Exercise objective:
Return only the lines running from the top of the entries to the line with "provider is called", inclusive, exactly as written.

━━━━━━━━━━

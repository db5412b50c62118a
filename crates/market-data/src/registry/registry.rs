//! Provider registry for orchestrating quote providers.
//!
//! The registry owns an ordered provider list and handles:
//! - Request validation before any provider is called
//! - Fallback to the next provider on retrieval failures
//! - Completeness checks on returned quote sets

use std::borrow::Cow;
use std::sync::Arc;

use log::{debug, info, warn};

use super::FetchDiagnostics;
use crate::errors::{AnycoinError, Result, RetryClass};
use crate::models::{CoinSymbol, ProviderId, QuoteSet, QuoteSymbol};
use crate::provider::QuoteProvider;

/// Provider registry for orchestrating quote fetching.
pub struct ProviderRegistry {
    providers: Vec<Arc<dyn QuoteProvider>>,
}

impl ProviderRegistry {
    /// Create a new provider registry.
    ///
    /// Providers are tried in the given order. An empty list is rejected
    /// with [`AnycoinError::NoProviders`].
    pub fn new(providers: Vec<Arc<dyn QuoteProvider>>) -> Result<Self> {
        if providers.is_empty() {
            return Err(AnycoinError::NoProviders);
        }
        Ok(Self { providers })
    }

    /// Get the list of registered providers, in trial order.
    pub fn providers(&self) -> &[Arc<dyn QuoteProvider>] {
        &self.providers
    }

    /// Fetch quotes of `coins` in `quotes_in` from the first provider that
    /// can serve them.
    pub async fn get_coin_quotes(
        &self,
        coins: &[CoinSymbol],
        quotes_in: &[QuoteSymbol],
    ) -> Result<QuoteSet> {
        let (result, _) = self
            .get_coin_quotes_with_diagnostics(coins, quotes_in)
            .await;
        result
    }

    /// Fetch quotes and return the attempt log alongside the result.
    ///
    /// Tries providers in order:
    /// 1. Fetch quotes
    /// 2. Check every requested pair is present
    /// 3. On failure, try next provider based on retry class
    pub async fn get_coin_quotes_with_diagnostics(
        &self,
        coins: &[CoinSymbol],
        quotes_in: &[QuoteSymbol],
    ) -> (Result<QuoteSet>, FetchDiagnostics) {
        let mut diagnostics = FetchDiagnostics::new();

        if coins.is_empty() || quotes_in.is_empty() {
            return (Err(AnycoinError::EmptyRequest), diagnostics);
        }

        for provider in &self.providers {
            let provider_id: ProviderId = Cow::Borrowed(provider.id());

            debug!(
                "Fetching quotes for {:?} in {:?} from provider '{}'",
                coins, quotes_in, provider_id
            );

            let outcome = provider
                .get_coin_quotes(coins, quotes_in)
                .await
                .and_then(|set| set.ensure_complete(coins, quotes_in).map(|()| set));

            match outcome {
                Ok(set) => {
                    info!("Successfully fetched quotes from '{}'", provider_id);
                    diagnostics.record_success(provider_id);
                    return (Ok(set), diagnostics);
                }
                Err(e) => match e.retry_class() {
                    RetryClass::Never => {
                        // Terminal error - don't try other providers
                        info!(
                            "Terminal error from '{}': {}, not retrying",
                            provider_id, e
                        );
                        diagnostics.record_error(provider_id, e.to_string());
                        return (Err(e), diagnostics);
                    }
                    RetryClass::NextProvider => {
                        warn!(
                            "Provider '{}' failed with {}, trying next provider",
                            provider_id, e
                        );
                        diagnostics.record_error(provider_id, e.to_string());
                    }
                },
            }
        }

        let attempts = diagnostics.summary();
        warn!("All quote providers failed: {}", attempts);
        (Err(AnycoinError::AllProvidersFailed { attempts }), diagnostics)
    }
}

━━━━━━━━━━

Output for this task:
repository db5412b50c62118a
filename crates/market-data/src/registry/registry.rs
//! Provider registry for orchestrating quote providers.
//!
//! The registry owns an ordered provider list and handles:
//! - Request validation before any provider is called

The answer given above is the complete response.